しかし今私は同じ団塊の世代に語りかけたい。本当にそうであったのかと。気がついてみたら何も出来ずに、何もなそうとはせず、手に入れたそこそこの経済的豊かさに満足して終わろうとしているのではないのかと。
余生を安逸に過ごすことに専念するのもいい。しかし最後に一度ぐらい世の中の為に尽くすことを本気で考えてもいいのではないか。全学連闘争の真意は何であったのか。自分の為に騒いだだけだったのか。

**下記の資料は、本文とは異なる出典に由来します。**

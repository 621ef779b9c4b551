//! HTTP API client wrapping `gloo-net` for calls to `api/*`.
//!
//! Paths are resolved against the page URL so the console keeps working
//! when it is served behind an ingress prefix.

use std::future::Future;

use gloo_net::http::{Request, Response};
use nodeconsole_app::ports::{ApiError, NodeApi};
use nodeconsole_domain::command::{ActionRequest, SetNumberRequest};
use nodeconsole_domain::ingress::ApiBase;
use serde::Deserialize;

/// JSON error body returned by the backend on non-2xx responses.
#[derive(Deserialize)]
struct ErrorBody {
    error: String,
    #[serde(default)]
    message: Option<String>,
}

fn transport(err: gloo_net::Error) -> ApiError {
    leptos::logging::warn!("request failed: {err}");
    ApiError::Transport {
        message: err.to_string(),
    }
}

/// Text shown for a non-2xx response: `error: message` from the JSON body,
/// `error` alone, or `HTTP <status>` when the body is not an error object.
fn error_message(status: u16, body: &str) -> String {
    match serde_json::from_str::<ErrorBody>(body) {
        Ok(ErrorBody {
            error,
            message: Some(detail),
        }) => format!("{error}: {detail}"),
        Ok(body) => body.error,
        Err(_) => format!("HTTP {status}"),
    }
}

/// Result of a successful command: the JSON body, or the status code when
/// the backend answered with an empty or non-JSON body.
fn command_body(status: u16, body: &str) -> serde_json::Value {
    serde_json::from_str(body).unwrap_or_else(|_| serde_json::json!({ "status_code": status }))
}

/// Decode the body of `api/nodes`; an empty body is `null`.
fn node_list_body(body: &str) -> Result<serde_json::Value, ApiError> {
    if body.trim().is_empty() {
        return Ok(serde_json::Value::Null);
    }
    serde_json::from_str(body).map_err(|err| ApiError::Decode {
        message: err.to_string(),
    })
}

/// Read the body of a 2xx response, or turn any other status into
/// [`ApiError::Status`].
async fn success_body(resp: Response) -> Result<(u16, String), ApiError> {
    let status = resp.status();
    if resp.ok() {
        let text = resp.text().await.map_err(transport)?;
        return Ok((status, text));
    }
    let text = resp.text().await.unwrap_or_default();
    Err(ApiError::Status {
        status,
        message: error_message(status, &text),
    })
}

async fn command_result(resp: Response) -> Result<serde_json::Value, ApiError> {
    let (status, text) = success_body(resp).await?;
    Ok(command_body(status, &text))
}

/// [`NodeApi`] backed by the browser's `fetch`.
#[derive(Debug, Clone, Default)]
pub struct GlooNodeApi {
    base: ApiBase,
}

impl GlooNodeApi {
    /// Resolve API paths against an explicit page URL.
    #[must_use]
    pub fn new(page_url: &str) -> Self {
        Self {
            base: ApiBase::from_page_url(page_url),
        }
    }

    /// Resolve API paths against `window.location`.
    #[must_use]
    pub fn from_location() -> Self {
        let href = web_sys::window()
            .and_then(|w| w.location().href().ok())
            .unwrap_or_default();
        Self::new(&href)
    }
}

impl NodeApi for GlooNodeApi {
    fn list_nodes(&self) -> impl Future<Output = Result<serde_json::Value, ApiError>> {
        let url = self.base.url("api/nodes");
        async move {
            let resp = Request::get(&url).send().await.map_err(transport)?;
            let (_, text) = success_body(resp).await?;
            node_list_body(&text)
        }
    }

    fn run_action(
        &self,
        request: &ActionRequest,
    ) -> impl Future<Output = Result<serde_json::Value, ApiError>> {
        let built = Request::post(&self.base.url("api/action")).json(request);
        async move {
            let resp = built.map_err(transport)?.send().await.map_err(transport)?;
            command_result(resp).await
        }
    }

    fn set_number(
        &self,
        request: &SetNumberRequest,
    ) -> impl Future<Output = Result<serde_json::Value, ApiError>> {
        let built = Request::post(&self.base.url("api/set_number")).json(request);
        async move {
            let resp = built.map_err(transport)?.send().await.map_err(transport)?;
            command_result(resp).await
        }
    }
}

これほどまでに壊れてしまった日本の政治、これほどまでに米国に膝を屈した小泉自民党政権の誤りを変えようと努力することなく社会のお荷物のままで人生を終わっていくのであるとすればあまりにも悲しい。」
 
 という言葉で締めくくっている。

 彼らの言動に大きな影響を受けて来たと思われる私自身の彼らへの今の気持ちは、天木氏、金子氏の意見に全く同意で、現状の彼らに対しては、” 騙された ”、 ” 失望した ”、” 信用できない ”という全く否定的な評価、不信感しか持てない。そして、この天木氏の呼びかけが彼らの一部の人にでも届けばと思わずにはいられない。私は、彼らの中から出て来た代表的な文化人、芸能人などの底の浅さ、胡散臭さ、拝金主義、現状肯定主義、などの全てに失望している。

 ※ウクライナ戦についての記事をgooブログのほうに書きましたので、興味のある方はのぞいてみてください。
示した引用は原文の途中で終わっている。